[Records shown]
##############################
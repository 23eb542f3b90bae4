//! In-memory display context.
//!
//! Records every window, button and dialog it is asked to create and feeds
//! scripted user input ([`Input`]) through the same dispatch path a real
//! event loop uses. A modal dialog consumes input until it sees
//! [`Input::DismissDialog`]; anything else arriving meanwhile is recorded as
//! [`Event::InputBlocked`] and dropped.

use std::cell::RefCell;
use std::collections::VecDeque;
use std::rc::Rc;

use tracing::debug;

use super::{ClickHandler, GridLayout, MessageBox, MessageStyle, Toolkit};
use crate::error::{AppError, AppResult};

/// Handle to a headless window.
#[derive(Debug, Clone, Copy, PartialEq, Eq, Hash)]
pub struct WindowId(usize);

/// Scripted user input.
#[derive(Debug, Clone, PartialEq, Eq)]
pub enum Input {
    /// Press the first live button with this label.
    Click(String),
    /// Acknowledge the open dialog.
    DismissDialog,
    /// Close the first live window.
    CloseWindow,
}

/// Something observable that happened on the display.
#[derive(Debug, Clone, PartialEq, Eq)]
pub enum Event {
    WindowOpened { title: String },
    ButtonClicked { label: String },
    DialogOpened { message: String, style: MessageStyle },
    DialogDismissed,
    InputBlocked(Input),
    WindowClosed { title: String },
    ContextDisposed,
}

struct WindowRecord {
    title: String,
    layout: GridLayout,
    packed: bool,
    visible: bool,
    disposed: bool,
    buttons: Vec<usize>,
}

struct ButtonRecord {
    window: WindowId,
    label: String,
    handler: Rc<ClickHandler<HeadlessToolkit>>,
}

#[derive(Default)]
struct State {
    windows: Vec<WindowRecord>,
    buttons: Vec<ButtonRecord>,
    pending: VecDeque<Input>,
    events: Vec<Event>,
    dialog_open: bool,
    dispatched: usize,
    sleeps: usize,
    disposed: bool,
}

/// Display context that never touches a display server.
#[derive(Clone, Default)]
pub struct HeadlessToolkit {
    state: Rc<RefCell<State>>,
}

impl HeadlessToolkit {
    pub fn new() -> Self {
        Self::default()
    }

    /// Queue one input for a later dispatch cycle.
    pub fn push_input(&self, input: Input) {
        self.state.borrow_mut().pending.push_back(input);
    }

    pub fn click(&self, label: &str) {
        self.push_input(Input::Click(label.to_string()));
    }

    pub fn dismiss_dialog(&self) {
        self.push_input(Input::DismissDialog);
    }

    pub fn close_window(&self) {
        self.push_input(Input::CloseWindow);
    }

    /// All windows ever created, in creation order.
    pub fn windows(&self) -> Vec<WindowId> {
        (0..self.state.borrow().windows.len()).map(WindowId).collect()
    }

    pub fn title(&self, window: WindowId) -> Option<String> {
        self.state
            .borrow()
            .windows
            .get(window.0)
            .map(|w| w.title.clone())
    }

    pub fn layout(&self, window: WindowId) -> Option<GridLayout> {
        self.state.borrow().windows.get(window.0).map(|w| w.layout)
    }

    pub fn is_packed(&self, window: WindowId) -> bool {
        self.state
            .borrow()
            .windows
            .get(window.0)
            .is_some_and(|w| w.packed)
    }

    pub fn is_visible(&self, window: WindowId) -> bool {
        self.state
            .borrow()
            .windows
            .get(window.0)
            .is_some_and(|w| w.visible && !w.disposed)
    }

    /// Labels of the buttons in `window`, in grid order.
    pub fn button_labels(&self, window: WindowId) -> Vec<String> {
        let state = self.state.borrow();
        match state.windows.get(window.0) {
            Some(record) => record
                .buttons
                .iter()
                .map(|&b| state.buttons[b].label.clone())
                .collect(),
            None => Vec::new(),
        }
    }

    pub fn events(&self) -> Vec<Event> {
        self.state.borrow().events.clone()
    }

    /// Messages of every dialog opened so far.
    pub fn dialogs(&self) -> Vec<(String, MessageStyle)> {
        self.state
            .borrow()
            .events
            .iter()
            .filter_map(|e| match e {
                Event::DialogOpened { message, style } => Some((message.clone(), *style)),
                _ => None,
            })
            .collect()
    }

    pub fn is_dialog_open(&self) -> bool {
        self.state.borrow().dialog_open
    }

    pub fn pending_inputs(&self) -> usize {
        self.state.borrow().pending.len()
    }

    /// Number of dispatch cycles that handled an input.
    pub fn dispatch_count(&self) -> usize {
        self.state.borrow().dispatched
    }

    pub fn sleep_count(&self) -> usize {
        self.state.borrow().sleeps
    }

    fn record(&self, event: Event) {
        debug!(?event, "headless event");
        self.state.borrow_mut().events.push(event);
    }

    fn ensure_live(&self) -> AppResult<()> {
        if self.state.borrow().disposed {
            return Err(AppError::disposed("display context"));
        }
        Ok(())
    }

    fn ensure_window_live(&self, window: WindowId) -> AppResult<()> {
        match self.state.borrow().windows.get(window.0) {
            Some(record) if !record.disposed => Ok(()),
            Some(_) => Err(AppError::disposed("window")),
            None => Err(AppError::toolkit(format!("unknown window {}", window.0))),
        }
    }

    fn first_live_window(&self) -> Option<WindowId> {
        self.state
            .borrow()
            .windows
            .iter()
            .position(|w| !w.disposed)
            .map(WindowId)
    }

    fn dispatch(&self, input: Input) {
        match input {
            Input::Click(label) => {
                let target = {
                    let state = self.state.borrow();
                    state
                        .buttons
                        .iter()
                        .find(|b| b.label == label && !state.windows[b.window.0].disposed)
                        .map(|b| (b.window, b.handler.clone()))
                };
                match target {
                    Some((window, handler)) => {
                        self.record(Event::ButtonClicked { label });
                        handler(self, &window);
                    }
                    None => debug!(%label, "click on missing button ignored"),
                }
            }
            Input::CloseWindow => {
                if let Some(window) = self.first_live_window() {
                    self.close(&window);
                }
            }
            Input::DismissDialog => debug!("dismiss with no dialog open ignored"),
        }
    }
}

impl Toolkit for HeadlessToolkit {
    type Window = WindowId;

    fn create_window(&self, title: &str, layout: GridLayout) -> AppResult<WindowId> {
        self.ensure_live()?;
        let mut state = self.state.borrow_mut();
        state.windows.push(WindowRecord {
            title: title.to_string(),
            layout,
            packed: false,
            visible: false,
            disposed: false,
            buttons: Vec::new(),
        });
        Ok(WindowId(state.windows.len() - 1))
    }

    fn add_button(
        &self,
        window: &WindowId,
        label: &str,
        on_click: ClickHandler<Self>,
    ) -> AppResult<()> {
        self.ensure_live()?;
        self.ensure_window_live(*window)?;
        let mut state = self.state.borrow_mut();
        let index = state.buttons.len();
        state.buttons.push(ButtonRecord {
            window: *window,
            label: label.to_string(),
            handler: Rc::new(on_click),
        });
        state.windows[window.0].buttons.push(index);
        Ok(())
    }

    fn pack(&self, window: &WindowId) -> AppResult<()> {
        self.ensure_live()?;
        self.ensure_window_live(*window)?;
        self.state.borrow_mut().windows[window.0].packed = true;
        Ok(())
    }

    fn open(&self, window: &WindowId) -> AppResult<()> {
        self.ensure_live()?;
        self.ensure_window_live(*window)?;
        let title = {
            let mut state = self.state.borrow_mut();
            let record = &mut state.windows[window.0];
            record.visible = true;
            record.title.clone()
        };
        self.record(Event::WindowOpened { title });
        Ok(())
    }

    fn close(&self, window: &WindowId) {
        let title = {
            let mut state = self.state.borrow_mut();
            match state.windows.get_mut(window.0) {
                Some(record) if !record.disposed => {
                    record.disposed = true;
                    record.visible = false;
                    record.title.clone()
                }
                _ => return,
            }
        };
        self.record(Event::WindowClosed { title });
    }

    fn is_disposed(&self, window: &WindowId) -> bool {
        self.state
            .borrow()
            .windows
            .get(window.0)
            .is_none_or(|w| w.disposed)
    }

    fn show_message(&self, parent: &WindowId, message: &MessageBox) -> AppResult<()> {
        self.ensure_live()?;
        self.ensure_window_live(*parent)?;

        self.state.borrow_mut().dialog_open = true;
        self.record(Event::DialogOpened {
            message: message.message.clone(),
            style: message.style,
        });

        loop {
            let next = self.state.borrow_mut().pending.pop_front();
            match next {
                Some(Input::DismissDialog) => break,
                Some(other) => self.record(Event::InputBlocked(other)),
                None => {
                    self.state.borrow_mut().dialog_open = false;
                    return Err(AppError::toolkit(
                        "modal dialog open with no scripted input left to dismiss it",
                    ));
                }
            }
        }

        self.state.borrow_mut().dialog_open = false;
        self.record(Event::DialogDismissed);
        Ok(())
    }

    fn read_and_dispatch(&self) -> bool {
        let next = self.state.borrow_mut().pending.pop_front();
        match next {
            Some(input) => {
                self.state.borrow_mut().dispatched += 1;
                self.dispatch(input);
                true
            }
            None => false,
        }
    }

    fn sleep(&self) -> AppResult<()> {
        self.ensure_live()?;
        let mut state = self.state.borrow_mut();
        if state.pending.is_empty() {
            return Err(AppError::toolkit(
                "event loop would block forever: scripted input exhausted",
            ));
        }
        state.sleeps += 1;
        Ok(())
    }

    fn dispose(&self) {
        {
            let mut state = self.state.borrow_mut();
            if state.disposed {
                debug!("display context already disposed");
                return;
            }
            state.disposed = true;
            for window in state.windows.iter_mut() {
                window.disposed = true;
                window.visible = false;
            }
        }
        self.record(Event::ContextDisposed);
    }

    fn is_context_disposed(&self) -> bool {
        self.state.borrow().disposed
    }
}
##############################
[Directions] Scan the records for the string "with" and report each line where it occurs.

[Answer for the task]
    /// Press the first live button with this label.
            Input::DismissDialog => debug!("dismiss with no dialog open ignored"),
                        "modal dialog open with no scripted input left to dismiss it",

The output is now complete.